The phrase “unprecedented times” was common in 2020, as COVID-19 impacted every aspect of the economy and day-to-day living. Although the challenges are different, 2022 is vaguely similar – many replacing ‘unprecedented’ with ‘uncertain’. However tailwinds are on the horizon, as we hope for a resilient economy and low unemployment (not reliant on external stimulus) to remain steady.

Like any other year, against the backdrop of global and domestic events, we have markets within markets moving in different directions and at different speeds. Consistent with 2020, there is now more interest in regional markets than in previous years. But this does not mean that capital city markets will be apocalyptic ghost towns. Sydney and Melbourne made recent headlines with a turn in their markets, including a decline in median house price growth.

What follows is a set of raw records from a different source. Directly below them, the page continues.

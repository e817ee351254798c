//! Integration tests for Quire
//!
//! Exercises full lifecycles through the public facade: generate, accept,
//! revert, version save/restore, and the background sweep, with a counting
//! fake standing in for the generation collaborator.

use ::quire::*;
use parking_lot::Mutex;
use std::sync::atomic::{AtomicUsize, Ordering};
use std::sync::Arc;
use std::time::Duration;

/// Counting fake for the generation collaborator
pub struct ScriptedGenerator {
    pub calls: AtomicUsize,
    pub responses: Mutex<Vec<String>>,
}

impl ScriptedGenerator {
    /// Returns each response in order, repeating the last one forever
    pub fn new(responses: &[&str]) -> Self {
        Self {
            calls: AtomicUsize::new(0),
            responses: Mutex::new(responses.iter().map(|s| s.to_string()).collect()),
        }
    }

    pub fn call_count(&self) -> usize {
        self.calls.load(Ordering::SeqCst)
    }
}

impl ContentGenerator for ScriptedGenerator {
    fn generate(&self, _system_prompt: &str, _user_prompt: &str) -> Result<String> {
        let n = self.calls.fetch_add(1, Ordering::SeqCst);
        let responses = self.responses.lock();
        let idx = n.min(responses.len().saturating_sub(1));
        responses
            .get(idx)
            .cloned()
            .ok_or_else(|| QuireError::generation("no scripted response"))
    }
}

/// Test harness wiring the facade over shared in-memory stores
pub struct QuireTestHarness {
    pub quire: Quire,
    pub pages: Arc<store::MemoryPageStore>,
    pub suggestions: Arc<store::MemorySuggestionStore>,
    pub feed: Arc<store::MemoryNotificationFeed>,
    pub generator: Arc<ScriptedGenerator>,
}

/// Initialize test logging; safe to call from every test
fn init_tracing() {
    let _ = tracing_subscriber::fmt()
        .with_env_filter(tracing_subscriber::EnvFilter::from_default_env())
        .with_test_writer()
        .try_init();
}

impl QuireTestHarness {
    pub fn new(responses: &[&str]) -> Self {
        init_tracing();
        let pages = Arc::new(store::MemoryPageStore::new());
        let suggestions = Arc::new(store::MemorySuggestionStore::new());
        let feed = Arc::new(store::MemoryNotificationFeed::new());
        let generator = Arc::new(ScriptedGenerator::new(responses));
        let quire = QuireBuilder::new()
            .page_store(pages.clone())
            .suggestion_store(suggestions.clone())
            .notification_feed(feed.clone())
            .generator(generator.clone())
            .config(QuireConfig {
                sweep_busy_delay: Duration::from_millis(5),
                sweep_idle_delay: Duration::from_millis(5),
                ..QuireConfig::default()
            })
            .build()
            .unwrap();
        Self {
            quire,
            pages,
            suggestions,
            feed,
            generator,
        }
    }

    pub fn seed_lesson(&self, lesson: LessonId, texts: &[&str]) {
        self.pages.seed(lesson, texts).unwrap();
    }

    pub fn page_texts(&self, lesson: LessonId) -> Vec<String> {
        self.quire
            .pages(lesson)
            .unwrap()
            .into_iter()
            .map(|p| p.text)
            .collect()
    }
}

#[test]
fn test_full_suggestion_lifecycle() {
    let harness = QuireTestHarness::new(&[
        "these students are confused about ownership",
        &format!("intro page{}ownership deep dive", PAGE_DELIMITER),
    ]);
    let lesson = LessonId(1);
    let notification = NotificationId(1);
    harness.seed_lesson(lesson, &["original intro"]);

    // Insights first, then content; two collaborator calls total.
    let s = harness.quire.generate_insights(lesson, notification).unwrap();
    assert!(s.insights_text.is_some());
    assert_eq!(
        harness.quire.content_state(lesson, notification).unwrap(),
        SuggestionState::Generating
    );

    let s = harness.quire.generate_content(lesson, notification).unwrap();
    let proposed = s.proposed_content.clone().unwrap();
    assert_eq!(
        harness.quire.content_state(lesson, notification).unwrap(),
        SuggestionState::Ready
    );
    assert_eq!(harness.generator.call_count(), 2);

    // Repeat calls hit the cache only.
    harness.quire.generate_insights(lesson, notification).unwrap();
    harness.quire.generate_content(lesson, notification).unwrap();
    assert_eq!(harness.generator.call_count(), 2);

    // Accept: page 1 updated in place, page 2 created.
    let report = harness.quire.accept_content(lesson, &proposed).unwrap();
    assert_eq!(report.pages_updated, 1);
    assert_eq!(report.pages_created, 1);
    assert_eq!(
        harness.page_texts(lesson),
        vec!["intro page", "ownership deep dive"]
    );

    // Revert: back to the snapshot captured before generation. The page
    // created by accept survives; reverting never deletes.
    harness.quire.revert_to_original(lesson).unwrap();
    assert_eq!(
        harness.page_texts(lesson),
        vec!["original intro", "ownership deep dive"]
    );

    // The snapshot itself never moved.
    let stored = harness.suggestions.get(lesson, notification).unwrap().unwrap();
    assert_eq!(
        stored.prior_content_snapshot.as_deref(),
        Some("original intro")
    );
}

#[test]
fn test_page_identity_survives_accept() {
    let harness = QuireTestHarness::new(&["unused"]);
    let lesson = LessonId(3);
    harness.seed_lesson(lesson, &["a", "b", "c"]);
    let ids_before: Vec<_> = harness
        .quire
        .pages(lesson)
        .unwrap()
        .iter()
        .map(|p| p.id)
        .collect();

    harness
        .quire
        .save_revision(lesson, None)
        .unwrap();
    harness
        .suggestions
        .save(types::Suggestion::new(lesson, NotificationId(1)))
        .unwrap();
    let edited = format!("A{}B{}C", PAGE_DELIMITER, PAGE_DELIMITER);
    harness.quire.accept_content(lesson, &edited).unwrap();

    let ids_after: Vec<_> = harness
        .quire
        .pages(lesson)
        .unwrap()
        .iter()
        .map(|p| p.id)
        .collect();
    // Same page rows, new text.
    assert_eq!(ids_before, ids_after);
    assert_eq!(harness.page_texts(lesson), vec!["A", "B", "C"]);
}

#[test]
fn test_version_tree_branching() {
    let harness = QuireTestHarness::new(&["unused"]);
    let lesson = LessonId(1);
    harness.seed_lesson(lesson, &["content v1"]);

    let r1 = harness.quire.save_revision(lesson, None).unwrap();
    let r2 = harness.quire.save_revision(lesson, None).unwrap();
    assert_eq!(r1.version, "1");
    assert_eq!(r2.version, "2");

    let b1 = harness
        .quire
        .save_revision(lesson, Some(&r1.history_id))
        .unwrap();
    let b2 = harness
        .quire
        .save_revision(lesson, Some(&r1.history_id))
        .unwrap();
    assert_eq!(b1.version, "1.1");
    assert_eq!(b2.version, "1.2");

    let roots = harness.quire.history(lesson).unwrap();
    assert_eq!(roots.len(), 2);
    assert_eq!(roots[0].revision.version, "1");
    assert_eq!(roots[0].children.len(), 2);
    assert_eq!(roots[1].revision.version, "2");
    assert!(roots.iter().all(|n| n.revision.verify_integrity()));

    // Deleting the first root takes its branch children with it.
    let removed = harness.quire.delete_revision(&r1.history_id).unwrap();
    assert_eq!(removed, 3);
    let roots = harness.quire.history(lesson).unwrap();
    assert_eq!(roots.len(), 1);
    assert_eq!(roots[0].revision.version, "2");
}

#[test]
fn test_restore_after_destructive_edits() {
    let harness = QuireTestHarness::new(&["unused"]);
    let lesson = LessonId(1);
    harness.seed_lesson(lesson, &["chapter one", "chapter two"]);

    let saved = harness.quire.save_revision(lesson, None).unwrap();

    // Wreck the lesson.
    harness
        .suggestions
        .save(types::Suggestion::new(lesson, NotificationId(1)))
        .unwrap();
    harness.quire.accept_content(lesson, "totally different").unwrap();
    assert_eq!(
        harness.page_texts(lesson),
        vec!["totally different", "chapter two"]
    );

    // Restore lands on the saved blob (joined form, one segment).
    harness
        .quire
        .restore_from_version(lesson, &saved.history_id)
        .unwrap();
    assert_eq!(
        harness.page_texts(lesson)[0],
        "chapter one\nchapter two"
    );
}

#[test]
fn test_sweep_pre_generates_pending_notifications() {
    let harness = QuireTestHarness::new(&["swept body"]);
    let lesson_a = LessonId(1);
    let lesson_b = LessonId(2);
    harness.seed_lesson(lesson_a, &["a"]);
    harness.seed_lesson(lesson_b, &["b"]);
    harness.feed.add_notification(lesson_a, NotificationId(1));
    harness.feed.add_notification(lesson_b, NotificationId(2));

    assert!(harness.quire.start_sweep());
    assert!(!harness.quire.start_sweep());

    let deadline = std::time::Instant::now() + Duration::from_secs(2);
    loop {
        let a = harness.suggestions.get(lesson_a, NotificationId(1)).unwrap();
        let b = harness.suggestions.get(lesson_b, NotificationId(2)).unwrap();
        if a.is_some_and(|s| s.is_ready()) && b.is_some_and(|s| s.is_ready()) {
            break;
        }
        assert!(
            std::time::Instant::now() < deadline,
            "sweep never generated both suggestions"
        );
        std::thread::sleep(Duration::from_millis(10));
    }

    assert!(harness.quire.stop_sweep());
    assert!(!harness.quire.sweep_running());

    // The sweep only generated each pair once.
    let calls = harness.generator.call_count();
    assert_eq!(calls, 2);
}

#[test]
fn test_concurrent_accepts_serialize_per_lesson() {
    let harness = QuireTestHarness::new(&["unused"]);
    let lesson = LessonId(9);
    harness.seed_lesson(lesson, &["seed"]);
    harness
        .suggestions
        .save(types::Suggestion::new(lesson, NotificationId(1)))
        .unwrap();

    let quire = Arc::new(harness.quire);
    let mut handles = Vec::new();
    for i in 0..8 {
        let quire = quire.clone();
        handles.push(std::thread::spawn(move || {
            let content = format!("edit {i}{}tail {i}", PAGE_DELIMITER);
            quire.accept_content(lesson, &content).unwrap();
        }));
    }
    for handle in handles {
        handle.join().unwrap();
    }

    // Every accept after the first grows the lesson by zero pages: the
    // two-segment splits always reconcile onto pages 1 and 2.
    let texts = quire.pages(lesson).unwrap();
    assert_eq!(texts.len(), 2);
    assert!(texts[0].text.starts_with("edit "));
    assert!(texts[1].text.starts_with("tail "));
}

#[test]
fn test_delete_suggestion_clears_lesson() {
    let harness = QuireTestHarness::new(&["body"]);
    let lesson = LessonId(1);
    harness.seed_lesson(lesson, &["page"]);
    harness.quire.generate_content(lesson, NotificationId(1)).unwrap();
    harness.quire.generate_content(lesson, NotificationId(2)).unwrap();

    assert!(harness.quire.delete_suggestion(lesson).unwrap());
    assert!(!harness.quire.delete_suggestion(lesson).unwrap());
    assert_eq!(
        harness.quire.content_state(lesson, NotificationId(1)).unwrap(),
        SuggestionState::Absent
    );
}

#[test]
fn test_generation_error_leaves_no_cache() {
    let harness = QuireTestHarness::new(&[]);
    let lesson = LessonId(1);
    harness.seed_lesson(lesson, &["page"]);

    let err = harness
        .quire
        .generate_content(lesson, NotificationId(1))
        .unwrap_err();
    assert!(err.is_retryable());
    assert_eq!(
        harness.quire.content_state(lesson, NotificationId(1)).unwrap(),
        SuggestionState::Generating
    );
}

This brings me to my last observation. Our government’s policy of getting more people into the country means more than just housing and university seats for the incoming population. This is a holistic transformation of the Australian economy – everything from industrial warehouses to general storage facilities and other commercial forms of real estate must keep pace with the rising population. In addition, the niche sectors that exclusively serve the incoming population will continue to grow, including healthcare and medical facilities, multi-family dwellings (known in Australia as ‘build-to-rent’) and purpose-built student accommodation. This translates to a multi-sector boom, which itself requires more depots: warehouses to store the materials to build more roads, tunnels, bridges and airports.

Or as Chauncey Gardiner would say, amidst the incoherence, opportunities are in bloom.